Assigned task:
Write out exactly the lines of the entries below from the one holding "let errors = runtime.run_file(path)?;" to the one holding "let actual = output.contents();", inclusive, and leave out all other lines.

Saved data entries:
<<<<
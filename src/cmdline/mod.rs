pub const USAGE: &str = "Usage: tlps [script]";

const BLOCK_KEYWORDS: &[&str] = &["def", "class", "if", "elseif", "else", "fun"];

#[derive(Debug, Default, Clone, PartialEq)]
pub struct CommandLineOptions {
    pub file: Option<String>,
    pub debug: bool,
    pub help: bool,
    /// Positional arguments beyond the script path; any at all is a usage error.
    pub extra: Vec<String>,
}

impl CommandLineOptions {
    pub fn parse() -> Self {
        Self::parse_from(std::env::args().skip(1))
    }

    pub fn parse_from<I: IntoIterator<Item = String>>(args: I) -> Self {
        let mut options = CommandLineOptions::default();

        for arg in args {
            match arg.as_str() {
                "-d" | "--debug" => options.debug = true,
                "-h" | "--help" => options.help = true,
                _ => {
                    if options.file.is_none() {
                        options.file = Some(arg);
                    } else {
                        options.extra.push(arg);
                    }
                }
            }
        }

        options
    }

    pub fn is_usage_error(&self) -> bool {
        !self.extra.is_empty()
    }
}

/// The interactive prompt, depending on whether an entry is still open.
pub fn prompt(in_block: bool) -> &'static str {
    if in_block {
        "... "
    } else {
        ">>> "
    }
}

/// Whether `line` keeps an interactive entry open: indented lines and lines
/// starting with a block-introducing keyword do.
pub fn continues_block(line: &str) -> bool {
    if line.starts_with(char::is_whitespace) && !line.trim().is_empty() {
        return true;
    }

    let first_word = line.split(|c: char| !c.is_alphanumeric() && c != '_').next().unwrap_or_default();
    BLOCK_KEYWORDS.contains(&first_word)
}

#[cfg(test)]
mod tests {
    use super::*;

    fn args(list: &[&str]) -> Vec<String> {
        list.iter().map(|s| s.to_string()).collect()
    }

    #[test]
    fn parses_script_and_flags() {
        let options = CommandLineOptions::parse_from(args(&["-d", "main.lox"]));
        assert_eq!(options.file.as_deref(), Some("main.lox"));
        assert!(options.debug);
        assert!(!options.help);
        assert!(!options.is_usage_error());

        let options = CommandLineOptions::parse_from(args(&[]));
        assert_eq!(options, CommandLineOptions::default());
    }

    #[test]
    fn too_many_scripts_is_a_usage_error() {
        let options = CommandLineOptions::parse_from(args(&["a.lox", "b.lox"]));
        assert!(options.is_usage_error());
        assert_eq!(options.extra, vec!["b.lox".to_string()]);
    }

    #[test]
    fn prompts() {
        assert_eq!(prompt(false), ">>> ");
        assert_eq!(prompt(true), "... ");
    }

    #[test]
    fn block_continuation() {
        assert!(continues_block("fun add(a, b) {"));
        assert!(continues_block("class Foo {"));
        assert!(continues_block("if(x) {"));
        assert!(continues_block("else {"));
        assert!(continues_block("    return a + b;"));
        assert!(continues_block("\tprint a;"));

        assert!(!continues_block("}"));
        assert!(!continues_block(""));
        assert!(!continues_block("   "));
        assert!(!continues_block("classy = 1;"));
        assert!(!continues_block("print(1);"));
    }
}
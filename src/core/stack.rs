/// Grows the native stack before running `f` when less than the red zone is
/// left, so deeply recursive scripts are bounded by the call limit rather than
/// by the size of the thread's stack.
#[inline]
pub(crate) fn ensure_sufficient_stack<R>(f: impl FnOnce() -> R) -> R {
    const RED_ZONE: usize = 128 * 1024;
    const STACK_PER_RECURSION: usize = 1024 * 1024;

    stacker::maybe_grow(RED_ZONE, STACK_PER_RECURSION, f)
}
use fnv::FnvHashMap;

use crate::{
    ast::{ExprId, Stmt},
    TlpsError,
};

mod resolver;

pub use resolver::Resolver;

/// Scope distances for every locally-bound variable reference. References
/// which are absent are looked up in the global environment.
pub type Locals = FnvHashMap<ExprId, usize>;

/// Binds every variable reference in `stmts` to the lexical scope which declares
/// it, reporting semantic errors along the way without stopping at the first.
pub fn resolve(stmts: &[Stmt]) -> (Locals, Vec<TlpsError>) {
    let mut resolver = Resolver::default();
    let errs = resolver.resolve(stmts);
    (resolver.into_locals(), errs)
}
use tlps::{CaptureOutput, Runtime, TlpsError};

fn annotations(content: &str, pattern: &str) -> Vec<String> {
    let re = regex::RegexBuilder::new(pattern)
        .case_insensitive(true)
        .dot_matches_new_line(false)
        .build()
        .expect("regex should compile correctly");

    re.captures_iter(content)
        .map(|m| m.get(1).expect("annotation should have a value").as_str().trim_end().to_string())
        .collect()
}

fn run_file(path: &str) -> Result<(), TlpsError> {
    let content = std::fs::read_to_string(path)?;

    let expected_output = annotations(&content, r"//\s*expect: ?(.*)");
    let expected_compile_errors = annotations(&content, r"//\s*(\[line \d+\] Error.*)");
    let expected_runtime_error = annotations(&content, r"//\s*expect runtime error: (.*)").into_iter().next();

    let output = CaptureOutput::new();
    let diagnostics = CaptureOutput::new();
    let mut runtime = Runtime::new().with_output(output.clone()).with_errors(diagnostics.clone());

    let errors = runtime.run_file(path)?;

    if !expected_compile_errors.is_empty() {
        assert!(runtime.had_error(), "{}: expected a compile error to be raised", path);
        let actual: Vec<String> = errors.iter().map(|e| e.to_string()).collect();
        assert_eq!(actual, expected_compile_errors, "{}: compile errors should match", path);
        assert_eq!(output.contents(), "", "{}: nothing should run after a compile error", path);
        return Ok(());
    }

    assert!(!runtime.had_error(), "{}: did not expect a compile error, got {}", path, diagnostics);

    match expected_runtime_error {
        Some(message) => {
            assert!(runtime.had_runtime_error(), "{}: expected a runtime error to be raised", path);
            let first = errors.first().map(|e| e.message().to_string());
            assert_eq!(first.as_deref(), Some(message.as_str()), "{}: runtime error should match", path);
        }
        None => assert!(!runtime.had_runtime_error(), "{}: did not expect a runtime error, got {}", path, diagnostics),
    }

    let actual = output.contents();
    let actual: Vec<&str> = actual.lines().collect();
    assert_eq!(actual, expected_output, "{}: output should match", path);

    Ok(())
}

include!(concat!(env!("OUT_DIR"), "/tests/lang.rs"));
>>>>
<<<<
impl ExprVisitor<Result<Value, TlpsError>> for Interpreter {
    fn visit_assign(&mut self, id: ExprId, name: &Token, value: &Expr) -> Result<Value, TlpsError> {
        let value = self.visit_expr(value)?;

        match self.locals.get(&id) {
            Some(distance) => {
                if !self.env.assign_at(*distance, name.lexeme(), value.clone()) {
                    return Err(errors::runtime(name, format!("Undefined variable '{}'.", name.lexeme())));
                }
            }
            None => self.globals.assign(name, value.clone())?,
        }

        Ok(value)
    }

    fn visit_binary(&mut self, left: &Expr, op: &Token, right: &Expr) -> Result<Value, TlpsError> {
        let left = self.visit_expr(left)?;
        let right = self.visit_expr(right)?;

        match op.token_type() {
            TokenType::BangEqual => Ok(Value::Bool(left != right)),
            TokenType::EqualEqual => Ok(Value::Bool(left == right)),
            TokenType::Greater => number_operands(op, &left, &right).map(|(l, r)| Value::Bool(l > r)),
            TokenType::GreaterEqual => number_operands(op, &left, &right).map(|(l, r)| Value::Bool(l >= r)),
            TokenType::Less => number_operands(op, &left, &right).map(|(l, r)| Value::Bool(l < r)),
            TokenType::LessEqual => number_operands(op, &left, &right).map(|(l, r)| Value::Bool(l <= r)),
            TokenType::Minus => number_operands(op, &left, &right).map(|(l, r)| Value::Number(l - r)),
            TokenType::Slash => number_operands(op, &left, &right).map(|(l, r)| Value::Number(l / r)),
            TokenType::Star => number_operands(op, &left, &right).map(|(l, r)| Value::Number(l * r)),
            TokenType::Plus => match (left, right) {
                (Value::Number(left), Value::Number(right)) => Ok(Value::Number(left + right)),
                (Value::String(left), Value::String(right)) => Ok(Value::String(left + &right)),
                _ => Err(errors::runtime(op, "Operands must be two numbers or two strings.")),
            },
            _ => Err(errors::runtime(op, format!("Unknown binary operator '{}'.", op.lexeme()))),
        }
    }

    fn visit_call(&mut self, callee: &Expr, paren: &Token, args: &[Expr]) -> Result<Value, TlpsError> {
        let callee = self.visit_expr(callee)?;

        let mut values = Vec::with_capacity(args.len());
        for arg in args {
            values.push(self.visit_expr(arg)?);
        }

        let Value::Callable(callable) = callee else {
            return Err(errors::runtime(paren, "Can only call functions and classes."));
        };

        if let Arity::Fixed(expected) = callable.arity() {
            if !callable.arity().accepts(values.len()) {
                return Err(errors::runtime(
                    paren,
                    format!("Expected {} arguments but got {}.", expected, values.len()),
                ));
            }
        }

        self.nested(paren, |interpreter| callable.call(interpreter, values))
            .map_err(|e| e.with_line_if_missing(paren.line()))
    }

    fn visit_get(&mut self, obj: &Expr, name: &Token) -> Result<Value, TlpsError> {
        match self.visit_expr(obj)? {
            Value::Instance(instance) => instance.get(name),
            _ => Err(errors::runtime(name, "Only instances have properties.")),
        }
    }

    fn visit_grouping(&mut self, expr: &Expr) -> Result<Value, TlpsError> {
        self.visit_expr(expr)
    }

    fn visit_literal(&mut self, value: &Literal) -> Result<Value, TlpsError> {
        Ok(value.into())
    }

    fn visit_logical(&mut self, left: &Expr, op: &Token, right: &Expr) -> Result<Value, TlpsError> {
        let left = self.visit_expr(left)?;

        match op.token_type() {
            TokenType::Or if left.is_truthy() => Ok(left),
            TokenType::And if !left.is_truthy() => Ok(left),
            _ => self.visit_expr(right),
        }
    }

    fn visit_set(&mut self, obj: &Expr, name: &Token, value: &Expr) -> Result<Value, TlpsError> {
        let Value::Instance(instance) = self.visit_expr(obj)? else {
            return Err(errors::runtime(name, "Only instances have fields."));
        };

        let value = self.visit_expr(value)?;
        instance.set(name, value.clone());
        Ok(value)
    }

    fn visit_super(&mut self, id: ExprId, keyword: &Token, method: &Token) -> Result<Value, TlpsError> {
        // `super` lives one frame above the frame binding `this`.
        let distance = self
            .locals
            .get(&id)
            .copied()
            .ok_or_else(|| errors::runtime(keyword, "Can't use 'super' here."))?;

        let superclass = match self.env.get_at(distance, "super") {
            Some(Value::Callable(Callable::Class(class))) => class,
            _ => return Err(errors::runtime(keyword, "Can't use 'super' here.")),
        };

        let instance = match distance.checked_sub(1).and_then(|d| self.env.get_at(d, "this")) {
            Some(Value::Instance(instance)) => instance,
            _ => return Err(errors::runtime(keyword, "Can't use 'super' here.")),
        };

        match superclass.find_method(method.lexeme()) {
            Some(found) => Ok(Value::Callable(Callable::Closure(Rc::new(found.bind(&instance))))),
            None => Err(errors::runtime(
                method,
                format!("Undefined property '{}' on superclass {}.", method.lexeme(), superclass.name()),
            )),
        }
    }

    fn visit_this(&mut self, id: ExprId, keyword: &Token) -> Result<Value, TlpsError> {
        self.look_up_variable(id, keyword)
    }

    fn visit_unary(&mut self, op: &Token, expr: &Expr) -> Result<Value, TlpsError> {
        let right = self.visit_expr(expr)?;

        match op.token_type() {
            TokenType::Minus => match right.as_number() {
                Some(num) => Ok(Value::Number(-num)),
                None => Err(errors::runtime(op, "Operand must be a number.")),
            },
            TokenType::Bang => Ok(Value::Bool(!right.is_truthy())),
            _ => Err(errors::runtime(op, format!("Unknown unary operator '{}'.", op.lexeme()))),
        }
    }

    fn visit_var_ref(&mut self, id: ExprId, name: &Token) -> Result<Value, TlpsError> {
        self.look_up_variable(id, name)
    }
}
>>>>
<<<<
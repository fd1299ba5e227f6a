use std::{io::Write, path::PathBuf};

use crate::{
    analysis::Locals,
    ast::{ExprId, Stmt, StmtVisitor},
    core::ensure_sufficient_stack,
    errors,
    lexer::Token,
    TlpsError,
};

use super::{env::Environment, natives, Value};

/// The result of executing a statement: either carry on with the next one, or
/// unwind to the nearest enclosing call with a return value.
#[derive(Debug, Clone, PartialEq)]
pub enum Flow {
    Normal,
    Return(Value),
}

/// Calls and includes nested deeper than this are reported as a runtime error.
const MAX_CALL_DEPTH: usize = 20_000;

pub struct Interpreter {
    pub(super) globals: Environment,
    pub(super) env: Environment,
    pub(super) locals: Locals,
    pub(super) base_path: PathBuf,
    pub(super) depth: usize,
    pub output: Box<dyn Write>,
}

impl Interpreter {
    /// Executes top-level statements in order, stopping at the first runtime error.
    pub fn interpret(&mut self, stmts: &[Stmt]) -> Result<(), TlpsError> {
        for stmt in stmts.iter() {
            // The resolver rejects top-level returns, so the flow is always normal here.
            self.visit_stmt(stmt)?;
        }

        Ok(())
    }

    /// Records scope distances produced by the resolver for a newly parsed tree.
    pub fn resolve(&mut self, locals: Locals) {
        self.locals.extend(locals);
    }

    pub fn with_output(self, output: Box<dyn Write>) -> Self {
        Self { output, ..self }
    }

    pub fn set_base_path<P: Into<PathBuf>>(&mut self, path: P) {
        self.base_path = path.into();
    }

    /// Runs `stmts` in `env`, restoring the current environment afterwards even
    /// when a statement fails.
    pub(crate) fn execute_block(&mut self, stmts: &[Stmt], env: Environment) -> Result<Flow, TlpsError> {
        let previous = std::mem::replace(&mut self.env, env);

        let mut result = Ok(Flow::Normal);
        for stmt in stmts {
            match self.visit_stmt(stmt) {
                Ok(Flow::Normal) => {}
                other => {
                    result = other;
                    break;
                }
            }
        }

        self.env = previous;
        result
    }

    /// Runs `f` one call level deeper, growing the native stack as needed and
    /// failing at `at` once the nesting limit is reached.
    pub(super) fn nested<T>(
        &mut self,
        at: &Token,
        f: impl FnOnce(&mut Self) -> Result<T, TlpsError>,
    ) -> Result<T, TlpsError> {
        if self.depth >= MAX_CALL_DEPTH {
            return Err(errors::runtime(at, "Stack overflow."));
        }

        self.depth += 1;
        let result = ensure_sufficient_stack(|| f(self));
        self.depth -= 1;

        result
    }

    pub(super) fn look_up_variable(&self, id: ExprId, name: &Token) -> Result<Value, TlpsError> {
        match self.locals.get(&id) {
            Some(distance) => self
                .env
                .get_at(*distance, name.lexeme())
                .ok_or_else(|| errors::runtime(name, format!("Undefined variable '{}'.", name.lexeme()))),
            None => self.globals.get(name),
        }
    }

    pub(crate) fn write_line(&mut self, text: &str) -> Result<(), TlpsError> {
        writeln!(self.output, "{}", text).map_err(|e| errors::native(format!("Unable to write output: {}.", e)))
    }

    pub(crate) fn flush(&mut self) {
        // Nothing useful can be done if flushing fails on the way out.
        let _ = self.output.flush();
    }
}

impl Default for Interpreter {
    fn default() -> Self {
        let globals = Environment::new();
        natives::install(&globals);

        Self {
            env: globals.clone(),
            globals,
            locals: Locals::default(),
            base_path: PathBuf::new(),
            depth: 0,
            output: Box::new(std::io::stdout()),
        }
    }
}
>>>>
Problem solution:
    let errors = runtime.run_file(path)?;

    if !expected_compile_errors.is_empty() {
        assert!(runtime.had_error(), "{}: expected a compile error to be raised", path);
        let actual: Vec<String> = errors.iter().map(|e| e.to_string()).collect();
        assert_eq!(actual, expected_compile_errors, "{}: compile errors should match", path);
        assert_eq!(output.contents(), "", "{}: nothing should run after a compile error", path);
        return Ok(());
    }

    assert!(!runtime.had_error(), "{}: did not expect a compile error, got {}", path, diagnostics);

    match expected_runtime_error {
        Some(message) => {
            assert!(runtime.had_runtime_error(), "{}: expected a runtime error to be raised", path);
            let first = errors.first().map(|e| e.message().to_string());
            assert_eq!(first.as_deref(), Some(message.as_str()), "{}: runtime error should match", path);
        }
        None => assert!(!runtime.had_runtime_error(), "{}: did not expect a runtime error, got {}", path, diagnostics),
    }

    let actual = output.contents();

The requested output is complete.